Saturday, August 24, 2013


In writing this story, I assumed you were all comfortable with bathroom humor. If so, you may proceed. If not, turn back now.

My mother hated camping. Hated it. With a passion that only equalled any sort of exercise and finding a spider in the bathtub. And because I wanted to be like her, I had no choice but to hate all of those things, too.

This really became an issue when we made the yearly pilgrimage to the Stewart family cabin at Bear Lake. Of course, just saying “cabin at Bear Lake” is a lie. “Vermin house of ill repute” would be more honest—an old A-frame with no running water, no electricity and one bed in the middle of the room with a mattress that drooped so low in the middle, a couple of grandchildren were lost in the folds, never to be seen again.

Now as a kid, I was too stupid to realize how horrible this was, and instead thought it was THE MOST AMAZING PLACE IN THE UNIVERSE! There were sunflowers! And aspen trees! And a hundred acres to explore! Sometimes we’d sneak a can of Pepsi and a cinnamon sucker, and be gone for hours. HOURS, PEOPLE. And not one adult came to find us! Of course, now we know this as “child endangerment”. But back then, we just called it “lucky.”
Most years, we only spent one night at the campsite, even though the children begged and sobbed for more. I have no idea where my parents or siblings slept—could have been in the car. Maybe they drove home for the night? Hard to say. Because I was too happy to be aware of their misery, since I was on top of the world, lookin’ down on creation, sleeping in the loft with the other cousins.

The next day it was time for Bear Lake. We’d pile into the campers and trucks, wearing nothing but a worn out swimsuit and tube socks. Not one of us sought out a seatbelt, but rather found a spot around the outer edge of the truck bed and just held on for dear life.
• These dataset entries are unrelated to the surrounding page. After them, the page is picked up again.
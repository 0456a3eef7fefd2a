//! Python bindings (feature `python`).

use numpy::PyReadonlyArray1;
use pyo3::exceptions::PyValueError;
use pyo3::prelude::*;
use pyo3::types::PyDict;

use crate::batch;
use crate::error::SsfError;
use crate::filter::{DiffuseFilter, DiffuseSmoother};
use crate::forecast;
use crate::model::ArimaModel;
use crate::objective::{fit_nelder_mead, ArimaObjective};
use crate::params::SarimaParams;
use crate::regression::{ConcentratedLikelihoodComputer, RegArimaModel};
use crate::ssf::arima;
use crate::types::{ArmaFilterKind, FilterConfig, SarimaOrder, Storage};

impl From<SsfError> for PyErr {
    fn from(e: SsfError) -> Self {
        PyValueError::new_err(e.to_string())
    }
}

fn sarima_order(order: (usize, usize, usize), seasonal: (usize, usize, usize, usize)) -> SarimaOrder {
    let (p, d, q) = order;
    let (pp, dd, qq, s) = seasonal;
    SarimaOrder::new(p, d, q, pp, dd, qq, s)
}

fn build_model(order: &SarimaOrder, params: &[f64], var: f64) -> PyResult<ArimaModel> {
    let sparams = SarimaParams::from_flat(params, order)?;
    Ok(ArimaModel::from_sarima(order, &sparams, var)?)
}

/// Model with the variance set to its ML estimate on `y`.
fn scaled_model(order: &SarimaOrder, params: &[f64], y: &[f64]) -> PyResult<ArimaModel> {
    let mut model = build_model(order, params, 1.0)?;
    let cl = ConcentratedLikelihoodComputer::default()
        .compute(&RegArimaModel::without_regressors(y.to_vec(), model.clone()))?;
    model.var = cl.sigma2();
    Ok(model)
}

/// Smoke-test function: returns the version string.
#[pyfunction]
fn version() -> &'static str {
    env!("CARGO_PKG_VERSION")
}

/// Concentrated log-likelihood of a SARIMA model.
///
/// Returns a dict with: loglike, sigma2, logdet, ssq, n_obs, aic, bic.
#[pyfunction]
#[pyo3(signature = (y, order, seasonal, params, method="kalman"))]
fn arima_loglike<'py>(
    py: Python<'py>,
    y: PyReadonlyArray1<'py, f64>,
    order: (usize, usize, usize),
    seasonal: (usize, usize, usize, usize),
    params: PyReadonlyArray1<'py, f64>,
    method: &str,
) -> PyResult<Py<PyDict>> {
    let sorder = sarima_order(order, seasonal);
    let model = build_model(&sorder, params.as_slice()?, 1.0)?;
    let computer = ConcentratedLikelihoodComputer::new(method.parse::<ArmaFilterKind>()?);
    let cl = computer.compute(&RegArimaModel::without_regressors(y.as_slice()?.to_vec(), model))?;
    let ll = &cl.likelihood;
    let k = sorder.n_coefficients() + 1;

    let dict = PyDict::new(py);
    dict.set_item("loglike", ll.loglikelihood())?;
    dict.set_item("sigma2", ll.sigma2())?;
    dict.set_item("logdet", ll.logdet)?;
    dict.set_item("ssq", ll.ssq)?;
    dict.set_item("n_obs", ll.n)?;
    dict.set_item("aic", ll.aic(k))?;
    dict.set_item("bic", ll.bic(k))?;
    Ok(dict.into())
}

/// Fit a SARIMA model by Nelder-Mead on the concentrated likelihood.
///
/// Returns a dict with: params, loglike, sigma2, n_iter, converged.
#[pyfunction]
#[pyo3(signature = (y, order, seasonal, start_params=None, method="kalman", maxiter=500))]
fn arima_fit<'py>(
    py: Python<'py>,
    y: PyReadonlyArray1<'py, f64>,
    order: (usize, usize, usize),
    seasonal: (usize, usize, usize, usize),
    start_params: Option<PyReadonlyArray1<'py, f64>>,
    method: &str,
    maxiter: u64,
) -> PyResult<Py<PyDict>> {
    let sorder = sarima_order(order, seasonal);
    let start = match start_params {
        Some(sp) => SarimaParams::from_flat(sp.as_slice()?, &sorder)?,
        None => SarimaParams::from_flat(&vec![0.0; sorder.n_coefficients()], &sorder)?,
    };
    let objective = ArimaObjective::new(sorder, y.as_slice()?.to_vec(), method.parse::<ArmaFilterKind>()?)?;
    let fit = fit_nelder_mead(objective, &start, maxiter)?;

    let dict = PyDict::new(py);
    dict.set_item("params", fit.params.to_flat())?;
    dict.set_item("loglike", fit.loglikelihood())?;
    dict.set_item("sigma2", fit.likelihood.sigma2())?;
    dict.set_item("n_iter", fit.n_iter)?;
    dict.set_item("converged", fit.converged)?;
    Ok(dict.into())
}

/// Forecasts (or backcasts) at the ML scale.
///
/// Returns a dict with: mean, variance, ci_lower, ci_upper.
#[pyfunction]
#[pyo3(signature = (y, order, seasonal, params, steps=12, alpha=0.05, exact=true, backcast=false))]
#[allow(clippy::too_many_arguments)]
fn arima_forecast<'py>(
    py: Python<'py>,
    y: PyReadonlyArray1<'py, f64>,
    order: (usize, usize, usize),
    seasonal: (usize, usize, usize, usize),
    params: PyReadonlyArray1<'py, f64>,
    steps: usize,
    alpha: f64,
    exact: bool,
    backcast: bool,
) -> PyResult<Py<PyDict>> {
    if steps > 10_000 {
        return Err(PyValueError::new_err(format!("steps must be <= 10000, got {steps}")));
    }
    let endog = y.as_slice()?;
    let model = scaled_model(&sarima_order(order, seasonal), params.as_slice()?, endog)?;
    let result = match (exact, backcast) {
        (true, false) => forecast::exact_forecasts(&model, endog, steps),
        (true, true) => forecast::exact_backcasts(&model, endog, steps),
        (false, false) => forecast::fast_forecasts(&model, endog, steps),
        (false, true) => forecast::fast_backcasts(&model, endog, steps),
    }?
    .with_intervals(alpha)?;

    let dict = PyDict::new(py);
    dict.set_item("mean", result.mean)?;
    dict.set_item("variance", result.variance)?;
    dict.set_item("ci_lower", result.ci_lower)?;
    dict.set_item("ci_upper", result.ci_upper)?;
    Ok(dict.into())
}

/// Smoothed series of a SARIMA model; missing values (NaN) are interpolated.
///
/// Returns a dict with: signal, signal_variance, loglike (None when the
/// diffuse part is not identified).
#[pyfunction]
fn ssf_smooth_arima<'py>(
    py: Python<'py>,
    y: PyReadonlyArray1<'py, f64>,
    order: (usize, usize, usize),
    seasonal: (usize, usize, usize, usize),
    params: PyReadonlyArray1<'py, f64>,
) -> PyResult<Py<PyDict>> {
    let endog = y.as_slice()?;
    let model = build_model(&sarima_order(order, seasonal), params.as_slice()?, 1.0)?;
    let ssf = arima::ssf(&model)?;
    let config = FilterConfig::default().with_storage(Storage::Full);
    let filtered = DiffuseFilter::new(config.clone()).process(&ssf, endog)?;
    let smoothed = DiffuseSmoother::new(config).smooth(&ssf, &filtered)?;
    let scale = filtered.likelihood().map_or(1.0, |ll| ll.sigma2());

    let dict = PyDict::new(py);
    dict.set_item("signal", smoothed.signal(&ssf))?;
    dict.set_item(
        "signal_variance",
        smoothed
            .signal_variance(&ssf)
            .into_iter()
            .map(|v| v * scale)
            .collect::<Vec<f64>>(),
    )?;
    dict.set_item("loglike", filtered.likelihood().map(|ll| ll.loglikelihood()))?;
    Ok(dict.into())
}

/// Concentrated log-likelihoods of several series under one model, in parallel.
#[pyfunction]
#[pyo3(signature = (series, order, seasonal, params, method="kalman"))]
fn arima_batch_loglike(
    series: Vec<Vec<f64>>,
    order: (usize, usize, usize),
    seasonal: (usize, usize, usize, usize),
    params: Vec<f64>,
    method: &str,
) -> PyResult<Vec<Option<f64>>> {
    let model = build_model(&sarima_order(order, seasonal), &params, 1.0)?;
    Ok(batch::batch_loglike(&series, &model, method.parse::<ArmaFilterKind>()?)
        .into_iter()
        .map(|r| r.ok().map(|ll| ll.loglikelihood()))
        .collect())
}

#[pymodule]
fn ssf_rs(m: &Bound<'_, PyModule>) -> PyResult<()> {
    m.add_function(wrap_pyfunction!(version, m)?)?;
    m.add_function(wrap_pyfunction!(arima_loglike, m)?)?;
    m.add_function(wrap_pyfunction!(arima_fit, m)?)?;
    m.add_function(wrap_pyfunction!(arima_forecast, m)?)?;
    m.add_function(wrap_pyfunction!(ssf_smooth_arima, m)?)?;
    m.add_function(wrap_pyfunction!(arima_batch_loglike, m)?)?;
    Ok(())
}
The hours at the beach were spent in search of little baby shells and squeezing sand through our fists to make piles of fake pooh. I don’t ever recall putting on sunscreen, but that doesn’t mean we didn’t...even though I’m pretty sure we didn’t. Sometimes a scream of pain cut through the sound of the waves, as a child stepped on a pull tab from a pop can, but the sand soaked up the blood pretty good and we kept on making our pooh piles, because yes, it was that intriguing.

Well, the years passed by and our camping excursions came fewer and farther in between. Then I got married and had children of my own, which is when I finally realized what a helluvathing it was for my parents to take us kids camping, even for just one weekend. 

I’ll never forget the year that, as a young family, we nailed our tent to the trailer bed to keep it from getting wet in a torrential downpour...forgetting that nail holes in a tent make for sopping wet EVERYTHING. We angrily mopped it up the best we could and retired for the night. 

Around 3:00 that morning, my two year old son woke me up, needing to go to the bathroom. There was no way I was going out into the muck and mud to take him to the outhouse, so I flung off his underwear, held onto his waist and arched his aimer out the tent door, whispering for Sterling to get me some light.

The seconds ticked past and still no flashlight could be found. This meant I had to try to retrieve his underwear in the pitch black, which proved to be nearly impossible. While groping around and hissing for Ster to hurry up and find some light, I came upon a big ol’ wet, melted candy bar on my lap. What the?!

I didn’t know how it had gotten there without me knowing, but I was getting SO annoyed. I whisper-screamed one last time for Sterling to turn on some light, cursing all the while as I used a dirty sock to grab and pick up the candy bar. And right then, the lantern light flickered on...just in time to ENORMOUS HORSE SIZED PIECE OF YOU-KNOW-WHAT CRADLED IN THE PALM OF MY HAND!

Yes, that’s right. Not a candy bar. It seems when he said he needed to go to the bathroom, he was a little bit vague about which kind. And how something that big came out of a bum that small, is beyond me. 

Well anyway, I won’t bore you with the details of the horrendous clean up. Let’s just return to the notion that it really is a big sacrifice to take your kids camping. In fact, let’s break it down:

Camping gear—$1,000
Swimsuits and tube socks—$30
Pepsi, cinnamon suckers, lanterns and nails—$Gobs of money
Every single word I’ve just written in this article that make me laugh until I cry while I relive and retell, and the people who made them possible, bless their hearts—Absolutely priceless

Friday, August 16, 2013


So glad I'm not covered in puke anymore...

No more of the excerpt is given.